One 80-something friend’s depression became so grave that her children — all of whom lived in other states — insisted she videoconference with her physician. He prescribed medication, but it was only minimally successful. “I’ve just lost any will to live I had,” she told me over the phone. “I’m not suicidal, but I go to sleep every night hoping not to wake up. We have no idea how long this lockdown is going to last.” Happily, she outlasted the pandemic and is shopping and lunching with friends (while staying on her meds). That puts her among the lucky ones.

Photo by Harli Marten on Unsplash

For the frail, sick, or elderly, the pandemic was particularly punishing. Already suffering, additional isolation only made everything worse. Some, though, came up with creative solutions:

Two casual friends in a San Francisco retirement community had apartment doors across the hall from each other. They formed the habit of opening their doors and visiting once or twice a day during the lockdown. It brightened their days so much that they circulated a note throughout the building suggesting others do the same. There’s no data on how that worked out, but one of the original door-to-door visitors told me she knew of at least four others who picked up on the idea.

In an assisted living building, residents on several floors had music sessions, wherein they would open their doors, keep their masks on and sing. “Anybody could start something,” one reported; “the rest of us would join in.

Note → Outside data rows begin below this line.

use sea_orm_migration::prelude::*;

#[derive(DeriveMigrationName)]
pub struct Migration;

#[async_trait::async_trait]
impl MigrationTrait for Migration {
    async fn up(&self, manager: &SchemaManager) -> Result<(), DbErr> {
        // revokeAll deletes by owner
        manager
            .create_index(
                Index::create()
                    .name("idx_tokens_user_id")
                    .table(Tokens::Table)
                    .col(Tokens::UserId)
                    .if_not_exists()
                    .to_owned(),
            )
            .await?;

        // listing is newest-first
        manager
            .create_index(
                Index::create()
                    .name("idx_ideas_created_at")
                    .table(Ideas::Table)
                    .col(Ideas::CreatedAt)
                    .if_not_exists()
                    .to_owned(),
            )
            .await?;

        manager
            .create_index(
                Index::create()
                    .name("idx_ideas_tags_tag_id")
                    .table(IdeasTags::Table)
                    .col(IdeasTags::TagId)
                    .if_not_exists()
                    .to_owned(),
            )
            .await
    }

    async fn down(&self, manager: &SchemaManager) -> Result<(), DbErr> {
        manager
            .drop_index(
                Index::drop()
                    .name("idx_ideas_tags_tag_id")
                    .table(IdeasTags::Table)
                    .to_owned(),
            )
            .await?;

        manager
            .drop_index(
                Index::drop()
                    .name("idx_ideas_created_at")
                    .table(Ideas::Table)
                    .to_owned(),
            )
            .await?;

        manager
            .drop_index(
                Index::drop()
                    .name("idx_tokens_user_id")
                    .table(Tokens::Table)
                    .to_owned(),
            )
            .await
    }
}

#[derive(DeriveIden)]
enum Tokens {
    Table,
    UserId,
}

#[derive(DeriveIden)]
enum Ideas {
    Table,
    CreatedAt,
}

#[derive(DeriveIden)]
enum IdeasTags {
    Table,
    TagId,
}
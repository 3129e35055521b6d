use crate::entities::prelude::*;
use sea_orm_migration::prelude::*;
use sea_orm_migration::sea_orm::Schema;

#[derive(DeriveMigrationName)]
pub struct Migration;

#[async_trait::async_trait]
impl MigrationTrait for Migration {
    async fn up(&self, manager: &SchemaManager) -> Result<(), DbErr> {
        let backend = manager.get_database_backend();
        let schema = Schema::new(backend);

        // Referenced tables first so foreign keys resolve.
        manager
            .create_table(
                schema
                    .create_table_from_entity(Users)
                    .if_not_exists()
                    .to_owned(),
            )
            .await?;

        manager
            .create_table(
                schema
                    .create_table_from_entity(Tokens)
                    .if_not_exists()
                    .to_owned(),
            )
            .await?;

        manager
            .create_table(
                schema
                    .create_table_from_entity(Ideas)
                    .if_not_exists()
                    .to_owned(),
            )
            .await?;

        manager
            .create_table(
                schema
                    .create_table_from_entity(Tags)
                    .if_not_exists()
                    .to_owned(),
            )
            .await?;

        manager
            .create_table(
                schema
                    .create_table_from_entity(IdeasTags)
                    .if_not_exists()
                    .to_owned(),
            )
            .await?;

        Ok(())
    }

    async fn down(&self, manager: &SchemaManager) -> Result<(), DbErr> {
        manager
            .drop_table(Table::drop().table(IdeasTags).if_exists().to_owned())
            .await?;
        manager
            .drop_table(Table::drop().table(Tags).if_exists().to_owned())
            .await?;
        manager
            .drop_table(Table::drop().table(Ideas).if_exists().to_owned())
            .await?;
        manager
            .drop_table(Table::drop().table(Tokens).if_exists().to_owned())
            .await?;
        manager
            .drop_table(Table::drop().table(Users).if_exists().to_owned())
            .await?;

        Ok(())
    }
}
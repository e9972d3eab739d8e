use std::env::{current_exe};
use std::path::{Path, PathBuf};
use std::fs::OpenOptions;
use std::str;
use directories_next::{ProjectDirs};
use fd_lock::{RwLock, RwLockWriteGuard};
use log::{debug, info, warn};
use serde_json;

use crate::config::types::Config;
use crate::error::ConfigError;

const LOCK_FILE_NAME: &str = "adb-autoinit.lock";

// creates a path to adb-autoinit.json in the same directory as the executable
// this is useful when the tool is shipped together with a python environment
fn get_portable_config_path() -> Option<PathBuf> {
    match current_exe() {
        Ok(mut path) => {
            // /opt/tools/adb-autoinit => /opt/tools/adb-autoinit.json
            if !path.set_extension("json") {
                warn!("current exe has no filename: {}", path.to_string_lossy());
                return None
            }

            Some(path)
        },
        Err(err) => {
            warn!("failed to get current exe path: {:?}", err);
            None
        },
    }
}

// creates a path to adb-autoinit.json in an os dependent standard directory, such as ~/.config on linux
fn get_local_config_path() -> Option<PathBuf> {
    ProjectDirs::from("", "", "adb-autoinit").map(|dirs| {
        dirs.config_dir().join("adb-autoinit.json")
    })
}

fn get_config_path() -> Result<PathBuf, ConfigError> {
    if let Some(path) = get_portable_config_path() {
        match std::fs::metadata(&path) {
            Ok(attr) => {
                if attr.is_file() {
                    return Ok(path);
                }
            }
            Err(err) => {
                debug!("Could not read metadata of: {}; Using local path instead. ({:?})", path.to_string_lossy(), err);
            },
        }
    }

    match get_local_config_path() {
        None => Err(ConfigError::NoConfigPath),
        Some(path) => Ok(path),
    }
}

// The lock does not depend on which config file is used: every tracker of this user competes for
// the same lock, so no device is initialized twice.
fn get_lock_dir() -> Result<PathBuf, ConfigError> {
    let dirs = ProjectDirs::from("", "", "adb-autoinit").ok_or(ConfigError::NoLockPath)?;

    match dirs.runtime_dir() {
        Some(dir) => Ok(dir.to_path_buf()),
        None => Ok(dirs.data_local_dir().to_path_buf()),
    }
}

pub struct InstanceLocker {
    rw_lock: RwLock<std::fs::File>,
}

impl InstanceLocker {
    /// Opens the lock file in `lock_dir`, or in the per-user runtime (or local data) directory.
    pub fn open(lock_dir: Option<&Path>) -> Result<Self, ConfigError> {
        let directory = match lock_dir {
            Some(dir) => dir.to_path_buf(),
            None => get_lock_dir()?,
        };
        let path = directory.join(LOCK_FILE_NAME);
        debug!("Using lock file {}", path.to_string_lossy());

        let file = std::fs::create_dir_all(&directory).and_then(|_| {
            OpenOptions::new()
                .read(true)
                .write(true)
                .truncate(false)
                .create(true)
                .open(&path)
        });

        match file {
            Ok(file) => Ok(InstanceLocker { rw_lock: RwLock::new(file) }),
            Err(source) => Err(ConfigError::LockFile { path, source }),
        }
    }

    pub fn lock(&mut self) -> Result<RwLockWriteGuard<'_, std::fs::File>, ConfigError> {
        match self.rw_lock.try_write() {
            Ok(guard) => Ok(guard),
            Err(source) => {
                return Err(ConfigError::CanNotLock { source });
            },
        }
    }
}

#[derive(Debug, Clone)]
pub struct ConfigIO {
    path: PathBuf,
}

impl ConfigIO {
    /// Use `path` when given, otherwise the portable config next to the executable or the
    /// per-user config directory.
    pub fn new(path: Option<PathBuf>) -> Result<Self, ConfigError> {
        let path = match path {
            Some(path) => path,
            None => get_config_path()?,
        };
        Ok(ConfigIO { path })
    }

    pub async fn read(&self) -> Result<Config, ConfigError> {
        let content = match tokio::fs::read(&self.path).await {
            Ok(content) => content,
            Err(source) => {
                let err = ConfigError::from(source);
                if err.is_file_not_found_error() {
                    info!("No config file at {}, using defaults", self.path.to_string_lossy());
                    return Ok(Config::default());
                }
                return Err(err);
            },
        };

        info!("Using config file {}", self.path.to_string_lossy());

        let content = str::from_utf8(&content)?;
        if content.trim().is_empty() {
            return Ok(Config::default());
        }

        let config: Config = serde_json::from_str(content)?;
        Ok(config)
    }
}

#[cfg(test)]
mod tests {
    use super::*;
    use crate::config::types::DEFAULT_PROGRAM;

    fn scratch_dir(name: &str) -> PathBuf {
        let dir = std::env::temp_dir().join(format!("adb-autoinit-{}-{}", name, std::process::id()));
        std::fs::create_dir_all(&dir).unwrap();
        dir
    }

    #[tokio::test]
    async fn missing_file_reads_as_default() {
        let dir = scratch_dir("missing");
        let io = ConfigIO::new(Some(dir.join("nope.json"))).unwrap();

        assert_eq!(io.read().await.unwrap(), Config::default());
    }

    #[tokio::test]
    async fn reads_camel_case_json() {
        let dir = scratch_dir("read");
        let path = dir.join("config.json");
        std::fs::write(&path, r#"{"shellCommand": "input keyevent 224", "adbPath": "/sdk/adb"}"#).unwrap();

        let config = ConfigIO::new(Some(path)).unwrap().read().await.unwrap();
        assert_eq!(config.shell_command, "input keyevent 224");
        assert_eq!(config.adb_path, Some(PathBuf::from("/sdk/adb")));
        assert_eq!(config.program, DEFAULT_PROGRAM);
    }

    #[tokio::test]
    async fn invalid_json_is_an_error() {
        let dir = scratch_dir("invalid");
        let path = dir.join("config.json");
        std::fs::write(&path, "{ not json").unwrap();

        let err = ConfigIO::new(Some(path)).unwrap().read().await.unwrap_err();
        assert!(matches!(err, ConfigError::JsonError { .. }));
    }

    #[test]
    fn second_lock_is_refused() {
        let dir = scratch_dir("lock");

        let mut first = InstanceLocker::open(Some(&dir)).unwrap();
        let _guard = first.lock().unwrap();

        let mut second = InstanceLocker::open(Some(&dir)).unwrap();
        assert!(matches!(second.lock(), Err(ConfigError::CanNotLock { .. })));
    }

    #[test]
    fn lock_is_shared_between_config_files() {
        let lock_dir = scratch_dir("lock-shared");
        let first_config = ConfigIO::new(Some(scratch_dir("lock-shared-a").join("c.json"))).unwrap();
        let second_config = ConfigIO::new(Some(scratch_dir("lock-shared-b").join("c.json"))).unwrap();
        assert_ne!(first_config.path, second_config.path);

        let mut first = InstanceLocker::open(Some(&lock_dir)).unwrap();
        let _guard = first.lock().unwrap();

        let mut second = InstanceLocker::open(Some(&lock_dir)).unwrap();
        assert!(matches!(second.lock(), Err(ConfigError::CanNotLock { .. })));
    }

    #[cfg(target_os = "linux")]
    #[tokio::test]
    async fn unwritable_config_dir_still_locks() {
        let config = ConfigIO::new(Some(PathBuf::from("/proc/self/adb-autoinit.json"))).unwrap();
        assert_eq!(config.read().await.unwrap(), Config::default());

        let mut locker = InstanceLocker::open(Some(&scratch_dir("lock-proc"))).unwrap();
        assert!(locker.lock().is_ok());
    }

    #[cfg(target_os = "linux")]
    #[test]
    fn unwritable_lock_dir_names_the_lock_file() {
        match InstanceLocker::open(Some(Path::new("/proc/self/adb-autoinit"))) {
            Err(ConfigError::LockFile { path, .. }) => {
                assert_eq!(path, PathBuf::from("/proc/self/adb-autoinit").join(LOCK_FILE_NAME));
            },
            Err(err) => panic!("unexpected error: {}", err),
            Ok(_) => panic!("lock file in /proc should not open"),
        }
    }
}
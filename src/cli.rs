use std::path::PathBuf;
use clap::Parser;

/// Watches for android devices and runs an init tool against every device that connects.
#[derive(Parser, Debug, Clone, Default)]
#[command(version, about)]
pub struct Args {
    /// Server address forwarded to the init tool as `--server <address>`
    #[arg(long, value_name = "ADDRESS")]
    pub server: Option<String>,

    /// Path to a JSON config file
    #[arg(long, value_name = "FILE")]
    pub config: Option<PathBuf>,

    /// Path to the adb binary, instead of looking in PATH and the android sdk
    #[arg(long, value_name = "FILE")]
    pub adb: Option<PathBuf>,

    /// Directory for the single-instance lock file, instead of the per-user runtime directory
    #[arg(long, value_name = "DIR")]
    pub lock_dir: Option<PathBuf>,

    /// Log debug messages
    #[arg(short, long)]
    pub verbose: bool,
}
use std::future::Future;

use crate::error::InitError;

pub mod initializer;

/// Something that can prepare a connected device, given its serial.
pub trait DeviceInitializer: Clone + Send + Sync + 'static {
    fn initialize(&self, serial: String) -> impl Future<Output = Result<Option<i32>, InitError>> + Send;
}
use crate::adb::constants::FRAME_LENGTH_PREFIX;
use crate::adb::types::{Device, DeviceType};
use crate::error::AdbError;

/// Parses a device list payload: one `serial\tstate` line per device.
pub fn parse_device_list(payload: &str) -> Vec<Device> {
    payload
        .lines()
        .filter_map(|line| {
            let line = line.trim_end_matches('\r');
            if line.is_empty() {
                return None;
            }

            let (serial, state) = line.split_once('\t')?;
            Some(Device::new(serial, DeviceType::parse(state.trim())))
        })
        .collect()
}

/// Reassembles the length prefixed frames printed by `adb track-devices`, each frame is a
/// complete snapshot of the attached devices.
#[derive(Debug, Default)]
pub struct FrameDecoder {
    buffer: Vec<u8>,
}

impl FrameDecoder {
    pub fn new() -> Self {
        Self::default()
    }

    pub fn push(&mut self, bytes: &[u8]) {
        self.buffer.extend_from_slice(bytes);
    }

    /// Returns the next complete snapshot, or `None` when more bytes are needed.
    pub fn next_frame(&mut self) -> Result<Option<Vec<Device>>, AdbError> {
        if self.buffer.len() < FRAME_LENGTH_PREFIX {
            return Ok(None);
        }

        let prefix = &self.buffer[..FRAME_LENGTH_PREFIX];
        let length = std::str::from_utf8(prefix)
            .ok()
            .and_then(|prefix| usize::from_str_radix(prefix, 16).ok())
            .ok_or_else(|| AdbError::MalformedFrame {
                prefix: String::from_utf8_lossy(prefix).into_owned(),
            })?;

        if self.buffer.len() < FRAME_LENGTH_PREFIX + length {
            return Ok(None);
        }

        let frame: Vec<u8> = self.buffer.drain(..FRAME_LENGTH_PREFIX + length).skip(FRAME_LENGTH_PREFIX).collect();
        Ok(Some(parse_device_list(&String::from_utf8_lossy(&frame))))
    }
}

It was pretty awful, but we had a ball.”

On one urban block, a young man sat on his front steps during the lockdown and played jazz on his saxophone at 10 in the morning. Doors and windows opened; strangers waved.

Photo by Marcos Rivas on Unsplash

Some of us simply walked. I walked for miles, daily as soon as total lockdown ended, across my beloved city. We nodded at each other; masked strangers passing on the strangely quiet streets. I never failed to be uplifted, just by our shared humanity.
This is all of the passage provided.